We present data on the distribution of human immunodeficiency virus (HIV-1) proviral DNA in different subsets of peripheral blood mononuclear cells (PBMCs) over an observation period of eight months. Eleven patients with well documented HIV-1 infection were studied. The PBMCs were obtained at two intervals and purified by fluorescence-activated cell sorting (FACS) after staining with FITC-labelled monoclonal antibodies. Varying numbers of FACS-sorted CD4+ cells, CD8+ cells and peripheral monocytes were assayed for HIV-1 proviral DNA (env and gag region) by PCR. Samples from patients at CDC stages II or III had to contain 10(3)-10(4) cells in order to allow detection of proviral HIV-1 DNA. At CDC stage IV, however, HIV-1 DNA was detected in as few as 100 CD4+ T-lymphocytes. In contrast, in peripheral monocytes HIV-1 DNA was not regularly found.
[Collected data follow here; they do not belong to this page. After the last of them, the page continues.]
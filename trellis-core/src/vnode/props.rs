//! Keys and props of descriptor nodes.

use std::fmt;
use std::rc::Rc;

use indexmap::IndexMap;

use crate::reactive::{Handler, Value};

/// Identity of a child within its sibling list.
#[derive(Debug, Clone, PartialEq, Eq, Hash)]
pub enum Key {
    Int(i64),
    Str(Rc<str>),
}

impl Key {
    /// Keys can only be built from integers and strings.
    pub fn from_value(value: &Value) -> Option<Key> {
        match value {
            Value::Int(i) => Some(Key::Int(*i)),
            Value::Str(s) => Some(Key::Str(Rc::clone(s))),
            _ => None,
        }
    }
}

impl fmt::Display for Key {
    fn fmt(&self, f: &mut fmt::Formatter<'_>) -> fmt::Result {
        match self {
            Key::Int(i) => write!(f, "{i}"),
            Key::Str(s) => f.write_str(s),
        }
    }
}

impl From<i64> for Key {
    fn from(i: i64) -> Self {
        Key::Int(i)
    }
}

impl From<i32> for Key {
    fn from(i: i32) -> Self {
        Key::Int(i64::from(i))
    }
}

impl From<&str> for Key {
    fn from(s: &str) -> Self {
        Key::Str(Rc::from(s))
    }
}

impl From<String> for Key {
    fn from(s: String) -> Self {
        Key::Str(Rc::from(s))
    }
}

impl From<Key> for Value {
    fn from(key: Key) -> Self {
        match key {
            Key::Int(i) => Value::Int(i),
            Key::Str(s) => Value::Str(s),
        }
    }
}

/// Prop name that carries the handler for `event`: `"click"` -> `"onClick"`.
pub fn handler_key(event: &str) -> String {
    let mut chars = event.chars();
    match chars.next() {
        Some(first) => format!("on{}{}", first.to_uppercase(), chars.as_str()),
        None => "on".to_owned(),
    }
}

/// Ordered property map of a descriptor node.
#[derive(Clone, Default, PartialEq)]
pub struct Props(IndexMap<String, Value>);

impl Props {
    pub fn new() -> Self {
        Self::default()
    }

    /// Builder-style insert.
    pub fn with(mut self, key: impl Into<String>, value: impl Into<Value>) -> Self {
        self.0.insert(key.into(), value.into());
        self
    }

    /// Builder-style handler for `event` (stored under `on` + capitalized name).
    pub fn on(self, event: &str, handler: impl Fn(&[Value]) + 'static) -> Self {
        self.with(handler_key(event), Handler::new(handler))
    }

    pub fn insert(&mut self, key: impl Into<String>, value: impl Into<Value>) -> Option<Value> {
        self.0.insert(key.into(), value.into())
    }

    pub fn get(&self, key: &str) -> Option<&Value> {
        self.0.get(key)
    }

    pub fn remove(&mut self, key: &str) -> Option<Value> {
        self.0.shift_remove(key)
    }

    pub fn contains_key(&self, key: &str) -> bool {
        self.0.contains_key(key)
    }

    pub fn iter(&self) -> impl Iterator<Item = (&str, &Value)> {
        self.0.iter().map(|(key, value)| (key.as_str(), value))
    }

    pub fn keys(&self) -> impl Iterator<Item = &str> {
        self.0.keys().map(String::as_str)
    }

    pub fn len(&self) -> usize {
        self.0.len()
    }

    pub fn is_empty(&self) -> bool {
        self.0.is_empty()
    }

    /// Same key set and every value the [same](Value::same).
    pub fn same_as(&self, other: &Props) -> bool {
        self.len() == other.len()
            && self
                .0
                .iter()
                .all(|(key, value)| other.get(key).is_some_and(|v| v.same(value)))
    }
}

impl fmt::Debug for Props {
    fn fmt(&self, f: &mut fmt::Formatter<'_>) -> fmt::Result {
        f.debug_map().entries(self.0.iter()).finish()
    }
}

impl<K: Into<String>, V: Into<Value>> FromIterator<(K, V)> for Props {
    fn from_iter<I: IntoIterator<Item = (K, V)>>(iter: I) -> Self {
        Self(
            iter.into_iter()
                .map(|(key, value)| (key.into(), value.into()))
                .collect(),
        )
    }
}

#[cfg(test)]
mod tests {
    use super::*;

    #[test]
    fn handler_keys() {
        assert_eq!(handler_key("click"), "onClick");
        assert_eq!(handler_key("update:value"), "onUpdate:value");
    }

    #[test]
    fn keys_from_values() {
        assert_eq!(Key::from_value(&Value::from(3)), Some(Key::Int(3)));
        assert_eq!(Key::from_value(&Value::from("a")), Some(Key::from("a")));
        assert_eq!(Key::from_value(&Value::Null), None);
        assert_eq!(Key::from(7).to_string(), "7");
    }

    #[test]
    fn same_as_uses_shallow_identity() {
        let a = Props::new().with("id", "x").with("n", 1);
        let b = Props::new().with("n", 1).with("id", "x");
        assert!(a.same_as(&b));

        let c = Props::new().with("id", "x");
        assert!(!a.same_as(&c));

        let h = Props::new().on("click", |_| {});
        let h2 = Props::new().on("click", |_| {});
        assert!(!h.same_as(&h2));
        assert!(h.same_as(&h.clone()));
    }
}
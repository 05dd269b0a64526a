//! Instruction formatting to assembly text
//!
//! Output uses the syntax the assembler accepts, so listings re-assemble.

use um32_spec::{Instruction, Register, Word};

/// Format instruction as assembly text
pub fn format(instr: &Instruction) -> String {
    let mnemonic = instr.opcode().mnemonic();
    match instr {
        Instruction::ConditionalMove { a, b, c }
        | Instruction::ArrayGet { a, b, c }
        | Instruction::ArraySet { a, b, c }
        | Instruction::Add { a, b, c }
        | Instruction::Multiply { a, b, c }
        | Instruction::Divide { a, b, c }
        | Instruction::Nand { a, b, c } => {
            format!("{:<5} {} {} {}", mnemonic, format_reg(*a), format_reg(*b), format_reg(*c))
        }
        Instruction::Halt => mnemonic.to_string(),
        Instruction::Allocate { b, c } | Instruction::LoadProgram { b, c } => {
            format!("{:<5} {} {}", mnemonic, format_reg(*b), format_reg(*c))
        }
        Instruction::Free { c } | Instruction::Output { c } | Instruction::Input { c } => {
            format!("{:<5} {}", mnemonic, format_reg(*c))
        }
        Instruction::LoadImmediate { a, value } => {
            format!("{:<5} {} $0x{:x}", mnemonic, format_reg(*a), value)
        }
    }
}

pub fn format_reg(reg: Register) -> &'static str {
    reg.name()
}

/// Raw data word, for words that do not decode to themselves
pub fn format_word(word: Word) -> String {
    format!(".word 0x{:08x}", word)
}

/// One listing line: address, then the instruction or raw word.
///
/// Words whose unused bits are set, or that otherwise differ from the
/// encoding of their decoded instruction, are listed as `.word` data.
pub fn format_line(address: usize, word: Word) -> String {
    let text = match crate::decode(word) {
        Ok(instr) if instr.encode() == word => format(&instr),
        _ => format_word(word),
    };
    format!("{:08x}: {}", address, text)
}
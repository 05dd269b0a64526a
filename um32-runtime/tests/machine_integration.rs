//! Integration tests for the UM32 machine
//!
//! Programs are written in assembly and run to completion.

use um32_assembler::assemble;
use um32_runtime::{Machine, MachineConfig, ScriptedInput, SharedOutput, StopReason};
use um32_spec::{Fault, Register, END_OF_INPUT};

fn run_source(source: &str, input: &[u8]) -> (Machine, StopReason, Vec<u8>) {
    let program = assemble(source).unwrap();
    let output = SharedOutput::new();
    let mut machine = Machine::new(MachineConfig::default())
        .unwrap()
        .with_reader(ScriptedInput::new(input))
        .with_writer(output.clone());
    machine.load_program(&program).unwrap();
    let result = machine.run();
    (machine, result.stop, output.take())
}

// ============================================================================
// Output
// ============================================================================

#[test]
fn test_hello() {
    let source = r#"
        li r0 $0x48
        outb r0
        li r0 $0x69
        outb r0
        li r0 $0x0a
        outb r0
        halt
    "#;
    let (_, stop, output) = run_source(source, b"");
    assert_eq!(stop, StopReason::Fault(Fault::Halted));
    assert_eq!(output, b"Hi\n");
}

// ============================================================================
// Control Flow
// ============================================================================

#[test]
fn test_countdown_loop() {
    // Print '5' down to '1' using cmov to pick the jump target.
    let source = r#"
        li r1 $5          # counter
        li r2 $0x30       # '0'
        li r3 $1
        nand r3 r3 r3     # 0xfffffffe
        li r4 $1
        add r3 r3 r4      # 0xffffffff
        li r5 $7          # loop
    loop:
        add r0 r1 r2
        outb r0
        add r1 r1 r3      # counter - 1
        li r6 $13         # done
        cmov r6 r5 r1     # keep looping while counter != 0
        load r7 r6
    done:
        halt
    "#;
    let (machine, stop, output) = run_source(source, b"");
    assert_eq!(stop, StopReason::Fault(Fault::Halted));
    assert_eq!(output, b"54321");
    assert_eq!(machine.instruction_pointer(), 13);
}

// ============================================================================
// Input
// ============================================================================

#[test]
fn test_echo_until_end_of_input() {
    let source = r#"
        li r4 $1
    loop:
        inb r0
        add r1 r0 r4      # zero only at end of input
        li r6 $7          # done
        li r7 $8          # print
        cmov r6 r7 r1
        load r2 r6
    done:
        halt
    print:
        outb r0
        li r6 $1
        load r2 r6
    "#;
    let (machine, stop, output) = run_source(source, b"abc");
    assert_eq!(stop, StopReason::Fault(Fault::Halted));
    assert_eq!(output, b"abc");
    assert_eq!(machine.register(Register::R0), END_OF_INPUT);
}

#[test]
fn test_input_without_reader() {
    let program = assemble("inb r0").unwrap();
    let mut machine = Machine::new(MachineConfig::default()).unwrap();
    machine.load_program(&program).unwrap();
    assert_eq!(machine.run().stop, StopReason::Fault(Fault::MissingReader));
}

// ============================================================================
// Heap and Self-Modification
// ============================================================================

#[test]
fn test_copy_tail_to_heap_and_load() {
    let source = r#"
        li r1 $3
        alloc r2 r1       # block of 3 words
        li r1 $2
        nand r1 r1 r1     # -3
        li r3 $0          # i
        li r4 $1
    copy:
        li r5 $18         # tail
        add r6 r5 r3
        getp r7 r0 r6     # program[tail + i]
        setp r2 r3 r7     # block[i]
        add r3 r3 r4
        add r6 r3 r1      # i - 3
        li r5 $16         # done
        li r7 $6          # copy
        cmov r5 r7 r6
        load r0 r5
    done:
        li r6 $0
        load r2 r6
    tail:
        li r0 $0x21
        outb r0
        halt
    "#;
    let (machine, stop, output) = run_source(source, b"");
    assert_eq!(stop, StopReason::Fault(Fault::Halted));
    assert_eq!(output, b"!");
    assert_eq!(machine.program().len(), 3);
    assert_eq!(machine.instruction_pointer(), 2);
    assert_eq!(machine.heap().stats().live, 1);
}

#[test]
fn test_self_modifying_store() {
    // Overwrite the trailing halt with outb r1 (0xa0000001).
    let source = r#"
        li r1 $0x41
        li r2 $8          # index of the halt
        li r3 $0xa000
        li r4 $0x10000
        mul r3 r3 r4
        li r4 $1
        add r3 r3 r4
        setp r0 r2 r3
        halt
    "#;
    let (machine, stop, output) = run_source(source, b"");
    assert_eq!(stop, StopReason::Fault(Fault::Terminated));
    assert_eq!(output, b"A");
    assert_eq!(machine.program()[8], 0xA000_0001);
}

#[test]
fn test_load_program_replaces_code() {
    let source = r#"
        li r1 $2
        alloc r2 r1
        li r3 $0x7000
        li r4 $0x10000
        mul r3 r3 r4      # halt
        li r5 $1
        setp r2 r5 r3     # block = [cmov r0 r0 r0, halt]
        li r6 $0
        load r2 r6
    "#;
    let (machine, stop, _) = run_source(source, b"");
    assert_eq!(stop, StopReason::Fault(Fault::Halted));
    assert_eq!(machine.program().as_slice(), &[0x0000_0000, 0x7000_0000]);
    assert_eq!(machine.instruction_pointer(), 1);
}

#[test]
fn test_freed_block_is_unusable() {
    let source = r#"
        li r1 $4
        alloc r2 r1
        free r2
        free r2
    "#;
    let (machine, stop, _) = run_source(source, b"");
    assert_eq!(stop, StopReason::Fault(Fault::InvalidFree));
    assert_eq!(machine.instruction_pointer(), 3);
    assert_eq!(machine.heap().stats().free, 1);
}

// Writes a header-shaped [1, 1, 0xaa, 1] into a 6-word block and leaves
// r7 pointing two words in, where such a block would start.
const FAKE_HEADER_SETUP: &str = r#"
    li r1 $6
    alloc r2 r1
    li r3 $1
    setp r2 r0 r3
    setp r2 r3 r3
    li r4 $2
    li r5 $0xaa
    setp r2 r4 r5
    li r6 $3
    setp r2 r6 r3
    add r7 r2 r4
"#;

#[test]
fn test_header_in_payload_is_not_a_block() {
    let (machine, stop, _) = run_source(&format!("{FAKE_HEADER_SETUP}getp r5 r7 r0\n"), b"");
    assert_eq!(stop, StopReason::Fault(Fault::InvalidAddress));
    assert_eq!(machine.instruction_pointer(), 11);
    assert_eq!(machine.register(Register::R5), 0xaa);

    let (machine, stop, _) = run_source(&format!("{FAKE_HEADER_SETUP}free r7\n"), b"");
    assert_eq!(stop, StopReason::Fault(Fault::InvalidFree));
    let block = machine.register(Register::R2);
    assert_eq!(machine.heap().payload(block).unwrap(), &[1, 1, 0xaa, 1, 0, 0]);
    assert_eq!(machine.heap().stats().live, 1);
}

// ============================================================================
// Faults
// ============================================================================

#[test]
fn test_fault_leaves_state_inspectable() {
    let source = r#"
        li r1 $7
        div r2 r1 r0
    "#;
    let (mut machine, stop, _) = run_source(source, b"");
    assert_eq!(stop, StopReason::Fault(Fault::DivisionByZero));
    assert_eq!(machine.instruction_pointer(), 1);
    assert_eq!(machine.register(Register::R1), 7);

    // the host may patch state and continue
    machine.set_register(Register::R0, 7);
    assert_eq!(machine.run().stop, StopReason::Fault(Fault::Terminated));
    assert_eq!(machine.register(Register::R2), 1);
}

#[test]
fn test_invalid_byte() {
    let (_, stop, output) = run_source("li r0 $256\noutb r0", b"");
    assert_eq!(stop, StopReason::Fault(Fault::InvalidByte));
    assert!(output.is_empty());
}

#[test]
fn test_raw_invalid_opcode() {
    let (machine, stop, _) = run_source("li r0 $1\n.word 0xf0000000", b"");
    assert_eq!(stop, StopReason::Fault(Fault::InvalidInstruction));
    assert_eq!(machine.instruction_pointer(), 1);
}

#[test]
fn test_load_from_stream() {
    let program = assemble("li r0 $0x7a\noutb r0").unwrap();
    let bytes = program.to_bytes();

    let output = SharedOutput::new();
    let mut machine = Machine::new(MachineConfig::default())
        .unwrap()
        .with_writer(output.clone());
    assert_eq!(machine.load_from(bytes.as_slice()).unwrap(), 2);
    assert_eq!(machine.run().stop, StopReason::Fault(Fault::Terminated));
    assert_eq!(output.take(), b"z");
}

#[test]
fn test_load_from_rejects_trailing_bytes() {
    let mut machine = Machine::new(MachineConfig::default()).unwrap();
    assert!(machine.load_from(&[0x70u8, 0, 0, 0, 1][..]).is_err());
    assert!(machine.program().is_empty());
}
CD8+ cells did not harbor detectable amounts of proviral DNA. During an observation period of eight months, the rate of infected CD4+ T-lymphocytes increased significantly in three patients while staying constant in the remaining eight patients. This increase of the infection rate was paralleled by clinical progression in one patient and by a decrease of the absolute number of CD4+ cells in another patient. The percentage of CD4+ cells harboring the viral genome increases in the course of the disease. These results may help to explain the decrease in CD4+ T-lymphocyte counts during HIV-1 infection.